From 22da836094f315b3fe1609e21c0e1092e7b0f2f5 Mon Sep 17 00:00:00 2001
From: David Goldblatt <davidgoldblatt@fb.com>
Date: Wed, 22 Jul 2020 07:10:06 -0700
Subject: [PATCH] bit_util: Add fls_ functions; "find last set".

These simplify a lot of the bit_util module, which had grown bits and pieces of
this functionality across a variety of places over the years.

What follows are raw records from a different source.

//! # Parley
//!
//! A real-time messaging server with:
//! - RESTful HTTP API for accounts, friends, groups, channels and messages
//! - WebSocket gateway for real-time delivery, typing and voice signaling
//! - PostgreSQL for persistent storage
//!
//! ## Architecture
//!
//! The crate follows Clean Architecture principles:
//!
//! - **Domain Layer**: Core business entities and repository traits
//! - **Application Layer**: Business logic services and DTOs
//! - **Infrastructure Layer**: Database and metrics implementations
//! - **Presentation Layer**: HTTP handlers and the real-time subsystem
//!
//! ## Module Structure
//!
//! ```text
//! parley/
//! +-- config/        Configuration management
//! +-- domain/        Domain entities, value objects, and traits
//! +-- application/   Application services and DTOs
//! +-- infrastructure/ Database and metrics implementations
//! +-- presentation/  HTTP routes, middleware, realtime subsystem
//! +-- shared/        Common utilities (errors, validation)
//! ```

// Configuration module
pub mod config;

// Domain layer - Core business logic
pub mod domain;

// Application layer - Business services
pub mod application;

// Infrastructure layer - External implementations
pub mod infrastructure;

// Presentation layer - HTTP and real-time handlers
pub mod presentation;

// Shared utilities
pub mod shared;

// Application startup and state management
pub mod startup;

// Telemetry and observability
pub mod telemetry;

While we're here, kill off BIT_UTIL_INLINE and don't do reentrancy testing for
bit_util.
---
 configure.ac                         |   6 +-
 include/jemalloc/internal/bit_util.h | 344 +++++++++++++++++----------
 test/unit/bit_util.c                 |  75 +++++-
 3 files changed, 292 insertions(+), 133 deletions(-)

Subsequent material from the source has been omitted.